+++ Provided records
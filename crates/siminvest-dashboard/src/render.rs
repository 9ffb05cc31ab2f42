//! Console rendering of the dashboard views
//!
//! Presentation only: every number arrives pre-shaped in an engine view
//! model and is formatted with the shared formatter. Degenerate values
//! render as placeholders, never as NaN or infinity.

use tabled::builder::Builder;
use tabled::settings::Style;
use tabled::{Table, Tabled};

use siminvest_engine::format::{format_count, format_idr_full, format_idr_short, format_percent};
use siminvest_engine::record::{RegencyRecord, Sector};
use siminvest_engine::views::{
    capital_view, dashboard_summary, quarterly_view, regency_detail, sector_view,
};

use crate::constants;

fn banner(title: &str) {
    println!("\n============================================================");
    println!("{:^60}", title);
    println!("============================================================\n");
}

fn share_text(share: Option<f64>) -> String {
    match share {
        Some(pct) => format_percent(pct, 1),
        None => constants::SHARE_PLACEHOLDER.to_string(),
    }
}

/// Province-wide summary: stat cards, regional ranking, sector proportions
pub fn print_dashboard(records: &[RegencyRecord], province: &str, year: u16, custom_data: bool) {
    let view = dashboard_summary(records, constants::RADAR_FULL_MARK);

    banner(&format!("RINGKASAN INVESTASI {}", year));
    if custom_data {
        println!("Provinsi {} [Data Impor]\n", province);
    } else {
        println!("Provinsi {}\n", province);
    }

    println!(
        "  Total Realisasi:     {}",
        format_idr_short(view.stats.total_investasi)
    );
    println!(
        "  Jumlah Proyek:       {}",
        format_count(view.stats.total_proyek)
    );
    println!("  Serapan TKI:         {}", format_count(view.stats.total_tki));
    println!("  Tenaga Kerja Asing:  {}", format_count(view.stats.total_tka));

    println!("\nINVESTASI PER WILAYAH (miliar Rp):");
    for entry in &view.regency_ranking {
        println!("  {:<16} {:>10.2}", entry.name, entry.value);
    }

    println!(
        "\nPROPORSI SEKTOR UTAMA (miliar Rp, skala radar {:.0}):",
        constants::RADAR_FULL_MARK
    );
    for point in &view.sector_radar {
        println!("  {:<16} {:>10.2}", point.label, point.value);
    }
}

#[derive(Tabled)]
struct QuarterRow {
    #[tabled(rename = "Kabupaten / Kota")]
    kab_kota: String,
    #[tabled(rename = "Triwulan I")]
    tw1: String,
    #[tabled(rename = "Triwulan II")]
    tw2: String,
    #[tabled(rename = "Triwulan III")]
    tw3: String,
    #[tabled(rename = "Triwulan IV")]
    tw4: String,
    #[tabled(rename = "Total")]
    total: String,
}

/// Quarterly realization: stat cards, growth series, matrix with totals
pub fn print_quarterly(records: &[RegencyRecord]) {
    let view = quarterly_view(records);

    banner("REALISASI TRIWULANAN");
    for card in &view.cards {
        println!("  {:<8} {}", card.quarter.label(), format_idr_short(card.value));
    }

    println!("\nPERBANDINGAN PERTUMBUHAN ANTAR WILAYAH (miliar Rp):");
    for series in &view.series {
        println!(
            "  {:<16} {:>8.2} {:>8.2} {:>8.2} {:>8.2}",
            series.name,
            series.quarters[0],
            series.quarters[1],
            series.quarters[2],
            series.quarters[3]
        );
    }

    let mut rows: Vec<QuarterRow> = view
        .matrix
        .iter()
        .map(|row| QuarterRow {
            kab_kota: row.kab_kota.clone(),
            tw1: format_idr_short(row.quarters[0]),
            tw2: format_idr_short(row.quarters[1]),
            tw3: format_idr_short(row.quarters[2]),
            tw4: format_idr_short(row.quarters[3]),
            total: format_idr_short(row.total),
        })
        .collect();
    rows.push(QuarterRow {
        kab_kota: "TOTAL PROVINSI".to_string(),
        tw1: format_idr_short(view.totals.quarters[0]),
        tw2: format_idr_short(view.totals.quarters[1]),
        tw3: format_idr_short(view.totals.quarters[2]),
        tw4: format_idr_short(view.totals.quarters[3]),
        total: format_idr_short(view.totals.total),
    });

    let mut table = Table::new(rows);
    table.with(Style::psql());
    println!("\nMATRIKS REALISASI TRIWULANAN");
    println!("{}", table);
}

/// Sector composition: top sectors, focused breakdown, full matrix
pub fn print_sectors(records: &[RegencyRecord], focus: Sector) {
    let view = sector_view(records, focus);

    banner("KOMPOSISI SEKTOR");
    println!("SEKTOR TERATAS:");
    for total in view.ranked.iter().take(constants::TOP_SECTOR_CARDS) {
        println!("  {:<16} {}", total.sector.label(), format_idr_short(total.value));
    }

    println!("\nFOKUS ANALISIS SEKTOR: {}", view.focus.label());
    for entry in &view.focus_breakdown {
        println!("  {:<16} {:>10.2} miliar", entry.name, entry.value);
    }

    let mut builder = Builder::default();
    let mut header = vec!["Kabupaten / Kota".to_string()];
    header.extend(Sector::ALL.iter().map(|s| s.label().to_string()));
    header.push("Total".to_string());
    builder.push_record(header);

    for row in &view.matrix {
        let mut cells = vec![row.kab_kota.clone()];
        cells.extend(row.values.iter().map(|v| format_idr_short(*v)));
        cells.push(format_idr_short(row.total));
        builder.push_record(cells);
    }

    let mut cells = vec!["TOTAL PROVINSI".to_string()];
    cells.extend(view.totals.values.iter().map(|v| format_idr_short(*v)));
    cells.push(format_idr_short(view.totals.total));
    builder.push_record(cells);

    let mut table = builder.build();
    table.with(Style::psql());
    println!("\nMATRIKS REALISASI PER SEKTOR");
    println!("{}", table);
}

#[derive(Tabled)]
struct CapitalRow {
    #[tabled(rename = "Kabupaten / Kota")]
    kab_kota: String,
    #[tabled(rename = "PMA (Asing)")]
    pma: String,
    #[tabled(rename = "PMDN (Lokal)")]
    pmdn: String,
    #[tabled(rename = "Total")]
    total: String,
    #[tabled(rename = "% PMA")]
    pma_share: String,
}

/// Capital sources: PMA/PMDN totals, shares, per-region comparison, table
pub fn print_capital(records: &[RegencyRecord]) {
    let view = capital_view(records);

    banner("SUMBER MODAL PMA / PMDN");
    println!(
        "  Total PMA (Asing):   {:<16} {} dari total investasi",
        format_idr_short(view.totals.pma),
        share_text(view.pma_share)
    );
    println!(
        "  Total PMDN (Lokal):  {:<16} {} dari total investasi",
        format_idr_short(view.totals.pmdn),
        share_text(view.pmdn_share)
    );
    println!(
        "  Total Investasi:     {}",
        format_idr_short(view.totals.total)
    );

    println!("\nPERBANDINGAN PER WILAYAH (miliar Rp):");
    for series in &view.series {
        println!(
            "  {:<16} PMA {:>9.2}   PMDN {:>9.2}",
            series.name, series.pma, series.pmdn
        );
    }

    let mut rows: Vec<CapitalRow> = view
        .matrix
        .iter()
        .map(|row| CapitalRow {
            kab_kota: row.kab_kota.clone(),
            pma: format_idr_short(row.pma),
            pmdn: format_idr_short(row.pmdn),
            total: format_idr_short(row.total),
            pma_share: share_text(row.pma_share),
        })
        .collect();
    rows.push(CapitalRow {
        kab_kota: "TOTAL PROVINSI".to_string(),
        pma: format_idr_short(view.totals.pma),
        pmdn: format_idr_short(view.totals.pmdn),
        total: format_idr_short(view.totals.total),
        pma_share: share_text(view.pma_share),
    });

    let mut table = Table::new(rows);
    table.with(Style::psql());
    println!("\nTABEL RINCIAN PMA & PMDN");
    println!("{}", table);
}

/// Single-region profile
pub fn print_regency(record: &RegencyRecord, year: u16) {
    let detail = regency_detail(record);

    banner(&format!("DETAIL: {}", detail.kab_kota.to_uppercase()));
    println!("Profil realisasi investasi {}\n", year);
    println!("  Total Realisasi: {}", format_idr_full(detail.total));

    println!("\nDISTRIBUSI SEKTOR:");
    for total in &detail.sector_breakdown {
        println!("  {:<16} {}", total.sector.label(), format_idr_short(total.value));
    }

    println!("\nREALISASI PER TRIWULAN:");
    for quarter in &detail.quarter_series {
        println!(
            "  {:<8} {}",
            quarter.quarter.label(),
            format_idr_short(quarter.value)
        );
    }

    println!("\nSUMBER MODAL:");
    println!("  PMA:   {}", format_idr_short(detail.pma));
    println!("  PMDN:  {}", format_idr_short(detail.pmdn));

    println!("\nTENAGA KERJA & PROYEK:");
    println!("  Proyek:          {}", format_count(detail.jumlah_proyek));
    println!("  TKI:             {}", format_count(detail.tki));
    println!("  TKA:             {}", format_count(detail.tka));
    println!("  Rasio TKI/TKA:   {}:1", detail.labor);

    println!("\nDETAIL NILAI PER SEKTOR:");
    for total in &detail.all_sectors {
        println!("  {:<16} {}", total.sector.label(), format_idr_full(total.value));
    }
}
++++++
All lines holding the word "nPERBANDINGAN" must be found in the listing and copied.

-- Written response --
    println!("\nPERBANDINGAN PERTUMBUHAN ANTAR WILAYAH (miliar Rp):");
    println!("\nPERBANDINGAN PER WILAYAH (miliar Rp):");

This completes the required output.